Task prompt — Each line of the records that includes "chip" should be found and copied.

Material for this exercise —
■ ■ ■ ■

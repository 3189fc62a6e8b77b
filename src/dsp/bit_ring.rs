//! # Bit Delay Ring
//!
//! The delay memory of the chip. Instead of storing audio samples, it
//! stores the one-bit output of the delta-sigma modulator, one bit per
//! modulator tick, packed 32 to a word.
//!
//! ## Why "read oldest, then write"?
//!
//! The ring has a fixed capacity of `N` bits and a single cursor. Every
//! tick the cursor slot holds the bit written exactly `N` ticks ago, so
//! reading it *before* overwriting it yields a pure `N`-tick delay:
//!
//! ```text
//! tick t:   old = ring[pos]     // bit written at tick t - N
//!           ring[pos] = new     // returned again at tick t + N
//!           pos = (pos + 1) % N
//! ```
//!
//! The delay time is therefore set by how fast the ring is clocked, not by
//! moving a read head. That is how the chip works, and it is why the
//! engine varies its internal clock rather than a read offset.

use std::collections::TryReserveError;

const BITS_PER_WORD: usize = 32;

/// A fixed-capacity circular store of single bits.
///
/// Storage is allocated by [`resize`](Self::resize) (once per engine
/// `prepare`) and never again. A ring without storage is inert: it reads
/// zeros and ignores writes.
#[derive(Debug, Clone, Default)]
pub struct BitDelayRing {
    words: Vec<u32>,
    /// Number of addressable bits. Zero means no storage.
    capacity: usize,
    write_pos: usize,
}

impl BitDelayRing {
    /// An empty, inert ring. Call [`resize`](Self::resize) before use.
    pub fn new() -> Self {
        Self::default()
    }

    /// Allocate zeroed, word-packed storage for `capacity_bits` bits (at
    /// least one) and move the cursor to the start.
    ///
    /// Any previous storage is released first. If the allocation fails the
    /// ring is left empty and inert.
    pub fn resize(&mut self, capacity_bits: usize) -> Result<(), TryReserveError> {
        self.words = Vec::new();
        self.capacity = 0;
        self.write_pos = 0;

        let capacity_bits = capacity_bits.max(1);
        let num_words = capacity_bits.div_ceil(BITS_PER_WORD);

        let mut words = Vec::new();
        words.try_reserve_exact(num_words)?;
        words.resize(num_words, 0);

        self.words = words;
        self.capacity = capacity_bits;
        Ok(())
    }

    /// Zero every bit and rewind the cursor. Storage is kept.
    pub fn reset(&mut self) {
        self.words.fill(0);
        self.write_pos = 0;
    }

    /// Number of bits (= ticks of delay) the ring holds.
    pub fn capacity(&self) -> usize {
        self.capacity
    }

    /// `true` when no storage is allocated.
    pub fn is_empty(&self) -> bool {
        self.capacity == 0
    }

    /// The bit under the cursor: the one written `capacity` ticks ago and
    /// about to be overwritten.
    #[inline]
    pub fn read_oldest(&self) -> bool {
        match self.words.get(self.write_pos / BITS_PER_WORD) {
            Some(word) => (word >> (self.write_pos % BITS_PER_WORD)) & 1 != 0,
            None => false,
        }
    }

    /// Store `bit` under the cursor and advance, wrapping at capacity.
    ///
    /// Call [`read_oldest`](Self::read_oldest) first within the same tick,
    /// otherwise the oldest bit is lost.
    #[inline]
    pub fn write_bit(&mut self, bit: bool) {
        let mask = 1u32 << (self.write_pos % BITS_PER_WORD);
        let Some(word) = self.words.get_mut(self.write_pos / BITS_PER_WORD) else {
            return;
        };
        if bit {
            *word |= mask;
        } else {
            *word &= !mask;
        }

        self.write_pos += 1;
        if self.write_pos >= self.capacity {
            self.write_pos = 0;
        }
        nih_plug::nih_debug_assert!(self.write_pos < self.capacity);
    }
}

#[cfg(test)]
mod tests {
    use super::*;

    /// Deterministic pseudo-random bit pattern for test data.
    fn pattern(i: usize) -> bool {
        (i * 7 + i / 3) % 5 < 2
    }

    /// A bit written at tick t comes back from `read_oldest` at tick t + N,
    /// for a spread of capacities including ones that are not a multiple
    /// of the word size.
    #[test]
    fn test_fifo_law() {
        for capacity in [1, 2, 5, 31, 32, 33, 64, 70, 100] {
            let mut ring = BitDelayRing::new();
            ring.resize(capacity).unwrap();

            for i in 0..capacity {
                assert!(!ring.read_oldest(), "Fresh ring should read zeros");
                ring.write_bit(pattern(i));
            }

            for i in 0..capacity {
                let oldest = ring.read_oldest();
                assert_eq!(
                    oldest,
                    pattern(i),
                    "capacity {capacity}: bit {i} came back wrong"
                );
                ring.write_bit(!oldest);
            }

            // A third lap returns the inverted second lap.
            for i in 0..capacity {
                assert_eq!(ring.read_oldest(), !pattern(i));
                ring.write_bit(false);
            }
        }
    }

    #[test]
    fn test_resize_rounds_up_to_words() {
        let mut ring = BitDelayRing::new();
        ring.resize(33).unwrap();
        assert_eq!(ring.capacity(), 33);
        assert_eq!(ring.words.len(), 2);

        ring.resize(0).unwrap();
        assert_eq!(ring.capacity(), 1, "Capacity is floored at one bit");
    }

    #[test]
    fn test_reset_clears_bits_and_cursor() {
        let mut ring = BitDelayRing::new();
        ring.resize(40).unwrap();
        for _ in 0..25 {
            ring.write_bit(true);
        }
        ring.reset();

        assert_eq!(ring.write_pos, 0);
        assert_eq!(ring.capacity(), 40, "Reset must not reallocate");
        for _ in 0..40 {
            assert!(!ring.read_oldest());
            ring.write_bit(false);
        }
    }

    #[test]
    fn test_empty_ring_is_inert() {
        let mut ring = BitDelayRing::new();
        assert!(ring.is_empty());
        ring.write_bit(true);
        assert!(!ring.read_oldest());
        assert_eq!(ring.capacity(), 0);
    }

    /// An impossible allocation reports an error and leaves the ring
    /// inert instead of half-initialized.
    #[test]
    fn test_failed_allocation_leaves_ring_inert() {
        let mut ring = BitDelayRing::new();
        ring.resize(64).unwrap();

        assert!(ring.resize(usize::MAX).is_err());
        assert!(ring.is_empty());
        assert!(!ring.read_oldest());
        ring.write_bit(true);
        assert!(!ring.read_oldest());
    }
}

■ ■ ■ ■

Written solution —
//! The delay memory of the chip. Instead of storing audio samples, it
//! moving a read head. That is how the chip works, and it is why the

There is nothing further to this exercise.